Material supplied
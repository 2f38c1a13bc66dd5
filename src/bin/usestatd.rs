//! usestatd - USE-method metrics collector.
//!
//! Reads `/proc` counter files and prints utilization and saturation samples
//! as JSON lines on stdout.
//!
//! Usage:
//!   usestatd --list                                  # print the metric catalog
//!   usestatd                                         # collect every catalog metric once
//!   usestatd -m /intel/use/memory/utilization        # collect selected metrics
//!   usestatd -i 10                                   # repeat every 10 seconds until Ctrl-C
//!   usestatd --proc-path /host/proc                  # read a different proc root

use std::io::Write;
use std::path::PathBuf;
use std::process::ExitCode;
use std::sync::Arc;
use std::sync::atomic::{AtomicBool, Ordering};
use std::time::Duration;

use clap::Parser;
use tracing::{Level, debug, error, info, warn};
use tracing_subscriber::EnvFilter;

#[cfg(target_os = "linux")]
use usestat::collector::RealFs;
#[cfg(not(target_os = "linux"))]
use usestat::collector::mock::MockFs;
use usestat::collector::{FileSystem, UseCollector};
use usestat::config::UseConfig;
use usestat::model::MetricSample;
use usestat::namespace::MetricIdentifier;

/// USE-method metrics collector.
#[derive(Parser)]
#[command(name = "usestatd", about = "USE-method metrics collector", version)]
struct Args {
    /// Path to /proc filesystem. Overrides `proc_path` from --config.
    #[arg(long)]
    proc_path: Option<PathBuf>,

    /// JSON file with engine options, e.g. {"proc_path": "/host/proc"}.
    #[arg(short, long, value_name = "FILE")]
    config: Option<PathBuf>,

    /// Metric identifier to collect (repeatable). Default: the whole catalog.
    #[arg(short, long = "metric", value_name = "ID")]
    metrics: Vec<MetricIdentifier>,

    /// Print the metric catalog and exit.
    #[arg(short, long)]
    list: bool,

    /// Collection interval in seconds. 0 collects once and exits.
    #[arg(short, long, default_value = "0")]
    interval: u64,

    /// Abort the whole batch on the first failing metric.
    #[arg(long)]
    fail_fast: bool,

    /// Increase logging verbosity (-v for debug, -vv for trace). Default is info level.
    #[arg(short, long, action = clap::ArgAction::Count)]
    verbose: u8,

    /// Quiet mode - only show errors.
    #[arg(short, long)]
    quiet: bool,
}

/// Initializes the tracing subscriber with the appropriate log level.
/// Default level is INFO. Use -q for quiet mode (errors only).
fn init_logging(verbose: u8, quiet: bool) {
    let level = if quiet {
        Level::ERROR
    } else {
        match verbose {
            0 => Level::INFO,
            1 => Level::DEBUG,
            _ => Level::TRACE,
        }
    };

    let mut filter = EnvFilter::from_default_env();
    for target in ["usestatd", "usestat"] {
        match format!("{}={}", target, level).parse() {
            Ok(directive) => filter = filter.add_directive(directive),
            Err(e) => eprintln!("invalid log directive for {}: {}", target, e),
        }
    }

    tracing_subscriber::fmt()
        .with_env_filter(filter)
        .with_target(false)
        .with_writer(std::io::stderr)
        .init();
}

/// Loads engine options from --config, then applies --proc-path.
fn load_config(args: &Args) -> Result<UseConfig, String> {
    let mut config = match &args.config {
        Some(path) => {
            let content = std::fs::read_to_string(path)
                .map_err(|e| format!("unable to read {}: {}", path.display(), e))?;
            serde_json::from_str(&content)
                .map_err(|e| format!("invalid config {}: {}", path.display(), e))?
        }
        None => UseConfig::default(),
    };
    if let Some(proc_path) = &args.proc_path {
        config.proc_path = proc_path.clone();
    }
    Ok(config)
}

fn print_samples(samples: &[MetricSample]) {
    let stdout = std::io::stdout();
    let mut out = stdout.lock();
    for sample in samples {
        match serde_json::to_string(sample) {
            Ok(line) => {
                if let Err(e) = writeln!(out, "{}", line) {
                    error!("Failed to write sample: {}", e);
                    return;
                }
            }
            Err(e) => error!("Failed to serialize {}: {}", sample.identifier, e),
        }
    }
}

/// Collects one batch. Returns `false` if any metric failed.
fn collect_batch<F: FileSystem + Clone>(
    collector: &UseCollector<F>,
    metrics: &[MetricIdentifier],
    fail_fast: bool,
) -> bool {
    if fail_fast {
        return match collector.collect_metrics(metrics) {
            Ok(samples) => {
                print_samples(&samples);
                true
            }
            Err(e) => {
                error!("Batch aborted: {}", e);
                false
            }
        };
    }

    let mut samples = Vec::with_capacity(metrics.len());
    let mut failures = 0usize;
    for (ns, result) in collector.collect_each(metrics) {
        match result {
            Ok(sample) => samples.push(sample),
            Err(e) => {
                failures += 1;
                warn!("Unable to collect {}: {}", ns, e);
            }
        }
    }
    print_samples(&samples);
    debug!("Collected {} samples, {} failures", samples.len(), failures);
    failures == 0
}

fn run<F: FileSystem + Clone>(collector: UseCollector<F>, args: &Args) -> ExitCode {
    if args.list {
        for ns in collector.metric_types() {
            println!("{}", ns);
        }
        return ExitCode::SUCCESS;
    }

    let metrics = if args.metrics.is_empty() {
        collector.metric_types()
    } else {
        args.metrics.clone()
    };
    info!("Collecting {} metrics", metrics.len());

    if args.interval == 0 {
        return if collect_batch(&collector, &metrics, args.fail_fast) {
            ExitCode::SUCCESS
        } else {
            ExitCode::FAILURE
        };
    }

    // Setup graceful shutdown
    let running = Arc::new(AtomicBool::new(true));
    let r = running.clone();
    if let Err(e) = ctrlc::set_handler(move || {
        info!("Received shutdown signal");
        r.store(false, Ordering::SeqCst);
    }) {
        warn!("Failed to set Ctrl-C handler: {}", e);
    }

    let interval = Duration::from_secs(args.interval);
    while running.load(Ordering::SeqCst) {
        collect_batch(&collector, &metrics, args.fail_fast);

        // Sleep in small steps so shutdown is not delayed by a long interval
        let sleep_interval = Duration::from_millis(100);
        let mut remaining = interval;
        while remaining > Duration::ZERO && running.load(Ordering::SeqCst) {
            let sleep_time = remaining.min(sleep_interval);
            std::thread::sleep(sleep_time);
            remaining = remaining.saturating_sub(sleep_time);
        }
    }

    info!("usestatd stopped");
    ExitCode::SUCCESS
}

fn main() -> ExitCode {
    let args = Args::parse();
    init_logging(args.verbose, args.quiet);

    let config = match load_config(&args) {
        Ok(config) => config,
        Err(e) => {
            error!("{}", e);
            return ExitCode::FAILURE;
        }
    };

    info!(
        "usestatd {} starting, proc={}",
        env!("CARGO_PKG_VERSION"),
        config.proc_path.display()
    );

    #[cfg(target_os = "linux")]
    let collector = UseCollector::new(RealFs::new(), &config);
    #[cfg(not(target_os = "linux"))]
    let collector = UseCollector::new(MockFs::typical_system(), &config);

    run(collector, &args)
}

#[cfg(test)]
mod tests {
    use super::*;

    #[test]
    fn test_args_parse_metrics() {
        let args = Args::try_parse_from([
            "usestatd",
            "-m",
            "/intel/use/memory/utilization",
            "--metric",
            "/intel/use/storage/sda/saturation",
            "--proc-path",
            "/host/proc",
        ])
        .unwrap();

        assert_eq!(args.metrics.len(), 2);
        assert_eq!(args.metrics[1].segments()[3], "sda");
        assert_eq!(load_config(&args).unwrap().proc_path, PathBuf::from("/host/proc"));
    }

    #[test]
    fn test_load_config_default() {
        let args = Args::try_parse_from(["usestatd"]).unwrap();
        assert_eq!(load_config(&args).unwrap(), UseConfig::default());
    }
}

To do
Only lines with the word "MetricSample" are wanted, so copy each one from the records.

Worked solution
use usestat::model::MetricSample;
fn print_samples(samples: &[MetricSample]) {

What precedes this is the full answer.